* What the exercise asks
From the listing below, retype exactly the line holding "TOML config file.", the line holding "pub struct ClassificationSeed", and the lines between them; skip everything else.

* Listed records
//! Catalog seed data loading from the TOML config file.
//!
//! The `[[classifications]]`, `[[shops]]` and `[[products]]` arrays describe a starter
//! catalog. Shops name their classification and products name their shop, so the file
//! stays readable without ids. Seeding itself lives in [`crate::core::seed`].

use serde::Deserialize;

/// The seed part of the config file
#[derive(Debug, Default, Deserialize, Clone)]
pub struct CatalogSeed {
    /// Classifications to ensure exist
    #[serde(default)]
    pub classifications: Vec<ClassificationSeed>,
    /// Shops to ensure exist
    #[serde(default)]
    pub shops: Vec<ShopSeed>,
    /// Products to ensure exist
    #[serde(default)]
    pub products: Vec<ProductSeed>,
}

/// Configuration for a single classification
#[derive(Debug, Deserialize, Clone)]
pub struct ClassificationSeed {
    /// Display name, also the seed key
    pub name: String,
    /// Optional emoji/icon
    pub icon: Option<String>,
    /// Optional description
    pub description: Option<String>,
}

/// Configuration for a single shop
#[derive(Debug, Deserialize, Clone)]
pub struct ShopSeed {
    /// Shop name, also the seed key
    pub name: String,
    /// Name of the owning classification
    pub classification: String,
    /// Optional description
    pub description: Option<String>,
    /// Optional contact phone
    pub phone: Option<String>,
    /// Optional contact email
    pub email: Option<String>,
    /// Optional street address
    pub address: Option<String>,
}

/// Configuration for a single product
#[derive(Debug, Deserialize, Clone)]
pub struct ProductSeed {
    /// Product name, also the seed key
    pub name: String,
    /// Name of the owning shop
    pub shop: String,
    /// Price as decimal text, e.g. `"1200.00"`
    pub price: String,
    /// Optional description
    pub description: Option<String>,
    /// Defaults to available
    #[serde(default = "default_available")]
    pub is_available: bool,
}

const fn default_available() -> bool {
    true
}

...

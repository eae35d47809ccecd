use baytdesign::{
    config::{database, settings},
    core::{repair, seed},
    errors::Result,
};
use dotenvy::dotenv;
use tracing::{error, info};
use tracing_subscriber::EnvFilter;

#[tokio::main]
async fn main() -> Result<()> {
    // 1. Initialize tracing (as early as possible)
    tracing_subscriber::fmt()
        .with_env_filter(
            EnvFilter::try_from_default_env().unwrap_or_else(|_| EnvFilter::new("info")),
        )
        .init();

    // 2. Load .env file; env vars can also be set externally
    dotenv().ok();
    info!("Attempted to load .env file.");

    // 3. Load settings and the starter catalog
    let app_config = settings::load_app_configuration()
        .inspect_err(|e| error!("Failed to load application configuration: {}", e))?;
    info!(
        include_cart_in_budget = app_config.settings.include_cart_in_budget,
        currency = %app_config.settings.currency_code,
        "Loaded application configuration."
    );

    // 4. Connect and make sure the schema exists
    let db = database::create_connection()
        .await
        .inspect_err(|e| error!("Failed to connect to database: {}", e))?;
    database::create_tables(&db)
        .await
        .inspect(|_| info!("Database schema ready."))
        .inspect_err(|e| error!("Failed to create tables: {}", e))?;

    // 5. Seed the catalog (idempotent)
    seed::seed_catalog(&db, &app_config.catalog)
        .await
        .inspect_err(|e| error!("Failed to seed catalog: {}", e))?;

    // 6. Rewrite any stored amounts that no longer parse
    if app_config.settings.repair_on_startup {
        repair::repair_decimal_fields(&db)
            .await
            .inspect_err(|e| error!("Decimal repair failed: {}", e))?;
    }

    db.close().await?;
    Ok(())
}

* Answer to the exercise
//! Catalog seed data loading from the TOML config file.
//!
//! The `[[classifications]]`, `[[shops]]` and `[[products]]` arrays describe a starter
//! catalog. Shops name their classification and products name their shop, so the file
//! stays readable without ids. Seeding itself lives in [`crate::core::seed`].

use serde::Deserialize;

/// The seed part of the config file
#[derive(Debug, Default, Deserialize, Clone)]
pub struct CatalogSeed {
    /// Classifications to ensure exist
    #[serde(default)]
    pub classifications: Vec<ClassificationSeed>,
    /// Shops to ensure exist
    #[serde(default)]
    pub shops: Vec<ShopSeed>,
    /// Products to ensure exist
    #[serde(default)]
    pub products: Vec<ProductSeed>,
}

/// Configuration for a single classification
#[derive(Debug, Deserialize, Clone)]
pub struct ClassificationSeed {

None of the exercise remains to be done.